ハワードが働けないなら、評価の高いうちに会社を売ってしまおうとするホイット(エドワード・ノートン)だったが、ハワードの同意が必要でこれに対してもハワードは何もしようとはしなかった。そこで探偵を雇いハワードが正常な判断が出来なくなっている証拠を示し、彼の同意なしでも会社を売れるよう画策する。
ハワードがポストに投函した手紙の宛先が「愛」「時間」「死」であったことから、小さな劇場の劇団員にハワードに接触してもらい三人でそれぞれ愛、時間、死を演じるよう依頼する。ハワードは手紙の宛先である愛、時間、死から接触され動揺し、子供を亡くした親たちの集まりを訪れる。しかし会を開いているマンデリン(ナオミ・ハリス)という女性から亡くなった娘の名前を聞かれても答えることが出来なかった。
後日再び愛、時間、死の接触を受けたハワードは怒りに震え胸の内をさらけ出すのだった。しかしそれを探偵が撮影していて、画像処理で役者を消した映像を見せられ、判断能力がないと突き付けられるが、ハワードは会社売却の書類にサインし去っていくのだった。そしてマンデリンのもとを訪れ、彼女が実は別れた妻で、娘の死をきっかけに別れたがお互いまだ愛し合っていることを確認し、ようやくハワードは娘の死を受け入れ二人で過ごすのだった。

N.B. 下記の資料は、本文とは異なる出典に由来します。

//! TCP transport for the NFS and MOUNT programs.
//!
//! Each accepted connection gets its own [`rpc::Context`] and task.
//! Incoming bytes are fed to a [`rpc::SocketMessageHandler`], which
//! reassembles record-marked messages and dispatches each one; replies
//! come back over a channel and are framed onto the socket by the
//! connection's single writer.

use std::net::{IpAddr, SocketAddr};
use std::sync::Arc;
use std::time::Duration;
use std::{io, io::ErrorKind};

use async_trait::async_trait;
use tokio::io::AsyncWriteExt;
use tokio::net::TcpListener;
use tokio::sync::mpsc;
use tracing::{debug, error, info};

use crate::dispatch::nfs::NfsDispatcher;
use crate::protocol::{rpc, xdr};

/// How long a processed transaction id is remembered for retransmission
/// detection.
const TRANSACTION_RETENTION: Duration = Duration::from_secs(60);

/// Serves one mount's dispatcher to NFS clients over TCP.
pub struct NfsTcpListener {
    listener: TcpListener,
    port: u16,
    dispatcher: Arc<NfsDispatcher>,
    mount_signal: Option<mpsc::Sender<bool>>,
    export_name: Arc<String>,
    transaction_tracker: Arc<rpc::TransactionTracker>,
}

/// Maps a 16-bit host number into the 127.88.x.y loopback range, so
/// several mounts can listen on the same port without colliding.
pub fn generate_host_ip(hostnum: u16) -> String {
    format!("127.88.{}.{}", ((hostnum >> 8) & 0xFF) as u8, (hostnum & 0xFF) as u8)
}

/// Shuttles bytes between one client socket and its message handler
/// until the client hangs up or the stream turns unparseable.
async fn process_socket(
    mut socket: tokio::net::TcpStream,
    context: rpc::Context,
) -> Result<(), anyhow::Error> {
    let (mut message_handler, mut socksend, mut msgrecvchan) =
        rpc::SocketMessageHandler::new(&context);
    let _ = socket.set_nodelay(true);

    tokio::spawn(async move {
        loop {
            if let Err(err) = message_handler.read().await {
                debug!(?err, "message loop ended");
                break;
            }
        }
    });
    loop {
        tokio::select! {
            _ = socket.readable() => {
                let mut buf = [0; 128_000];

                match socket.try_read(&mut buf) {
                    Ok(0) => {
                        return Ok(());
                    }
                    Ok(n) => {
                        let _ = socksend.write_all(&buf[..n]).await;
                    }
                    Err(ref e) if e.kind() == ErrorKind::WouldBlock => {}
                    Err(e) => {
                        debug!(?e, "socket read failed");
                        return Err(e.into());
                    }
                }
            },
            reply = msgrecvchan.recv() => {
                match reply {
                    Some(Err(e)) => {
                        debug!(?e, "dispatch failed, closing connection");
                        return Err(e);
                    }
                    Some(Ok(msg)) => {
                        if let Err(e) = rpc::write_fragment(&mut socket, &msg).await {
                            error!(?e, "reply write failed");
                        }
                    }
                    None => {
                        return Err(anyhow::anyhow!("unexpected socket context termination"));
                    }
                }
            }
        }
    }
}

/// Operations a running NFS transport exposes to its host process.
#[async_trait]
pub trait NfsTcp: Send + Sync {
    /// The port actually bound, which matters when binding port 0.
    fn get_listen_port(&self) -> u16;

    /// The address actually bound, which matters with "auto" binding.
    fn get_listen_ip(&self) -> IpAddr;

    /// Registers a channel receiving `true` on MNT and `false` on UMNT.
    fn set_mount_listener(&mut self, signal: mpsc::Sender<bool>);

    /// Accepts and serves client connections until the listener fails.
    async fn handle_forever(&self) -> io::Result<()>;
}

impl NfsTcpListener {
    /// Binds to `ipstr` ("ip:port", or "auto:port" to probe the
    /// 127.88.0.0/16 loopback range for a free address).
    pub async fn bind(ipstr: &str, dispatcher: Arc<NfsDispatcher>) -> io::Result<NfsTcpListener> {
        let (ip, port) = ipstr.split_once(':').ok_or_else(|| {
            io::Error::new(ErrorKind::AddrNotAvailable, "address must be of form ip:port")
        })?;
        let port = port.parse::<u16>().map_err(|_| {
            io::Error::new(ErrorKind::AddrNotAvailable, "port not in range 0..=65535")
        })?;

        if ip != "auto" {
            return NfsTcpListener::bind_internal(ip, port, dispatcher).await;
        }

        const NUM_TRIES: u16 = 32;
        for try_ip in 1..=NUM_TRIES {
            let ip = generate_host_ip(try_ip);
            let result = NfsTcpListener::bind_internal(&ip, port, dispatcher.clone()).await;

            if result.is_ok() {
                return result;
            }
        }

        Err(io::Error::other("can't bind automatically"))
    }

    async fn bind_internal(
        ip: &str,
        port: u16,
        dispatcher: Arc<NfsDispatcher>,
    ) -> io::Result<NfsTcpListener> {
        let ipstr = format!("{ip}:{port}");
        let listener = TcpListener::bind(&ipstr).await?;
        info!(addr = %ipstr, "listening");

        let port = match listener.local_addr()? {
            SocketAddr::V4(s) => s.port(),
            SocketAddr::V6(s) => s.port(),
        };
        Ok(NfsTcpListener {
            listener,
            port,
            dispatcher,
            mount_signal: None,
            export_name: Arc::new("/".to_string()),
            transaction_tracker: Arc::new(rpc::TransactionTracker::new(TRANSACTION_RETENTION)),
        })
    }

    /// Sets the export path served to MOUNT clients, normalized to a
    /// single leading slash and no trailing slash.
    pub fn with_export_name<S: AsRef<str>>(&mut self, export_name: S) {
        self.export_name = Arc::new(format!(
            "/{}",
            export_name.as_ref().trim_end_matches('/').trim_start_matches('/')
        ));
    }
}

#[async_trait]
impl NfsTcp for NfsTcpListener {
    fn get_listen_port(&self) -> u16 {
        self.port
    }

    fn get_listen_ip(&self) -> IpAddr {
        // local_addr on a bound listener does not fail.
        self.listener.local_addr().map(|a| a.ip()).unwrap_or(IpAddr::from([127, 0, 0, 1]))
    }

    fn set_mount_listener(&mut self, signal: mpsc::Sender<bool>) {
        self.mount_signal = Some(signal);
    }

    async fn handle_forever(&self) -> io::Result<()> {
        loop {
            let (socket, _) = self.listener.accept().await?;
            // A client can reset between accept and here; that is its
            // problem, not the listener's.
            let client_addr = match socket.peer_addr() {
                Ok(addr) => addr.to_string(),
                Err(err) => {
                    debug!(?err, "client gone before peer_addr, dropping connection");
                    continue;
                }
            };
            let context = rpc::Context {
                local_port: self.port,
                client_addr,
                auth: xdr::rpc::auth_unix::default(),
                dispatcher: self.dispatcher.clone(),
                export_name: self.export_name.clone(),
                mount_signal: self.mount_signal.clone(),
                transaction_tracker: self.transaction_tracker.clone(),
            };
            info!(client = %context.client_addr, "accepted connection");
            debug!(?context, "connection context");
            tokio::spawn(async move {
                let _ = process_socket(socket, context).await;
            });
        }
    }
}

最後は、なるほど…とは思うものの、無理矢理なところがあったりするので、どうしても釈然とせず受け止めきれずに、うぐぐ…という気持ちで終わった。
色んな箇所で、Aという見方とBという見方と、あとあとFという見方もあるよ!と提案されている感じで、キャパの狭い自分には感情移入の持って行きどころがわからなくなるところが多かった。
もっと多角的に観られれば良かったのかも。

子供を亡くした親の気持ちはわかりませんが、いくら辛いからといって会社の代表である人間が半年も会社でドミノをやっているのはどうなのよ!?
社員にも家族がいる訳で、社員を路頭に迷わせてはいけませんな。

誰もが注目するのは豪華に構成されたキャスト陣。ウィル・スミスを筆頭に同僚3人はエドワード・ノートン、ケイト・ウィンスレット、マイケル・ペーニャ。劇団員からはキーラ・ナイトレイやヘレン・ミレンが熱演している。だが、ここに関しては宝の持ち腐れのような無駄遣いという印象が強い。各々の個性を出し切れていないまま小出しで使うという消化不良感が不快に感じてしまう。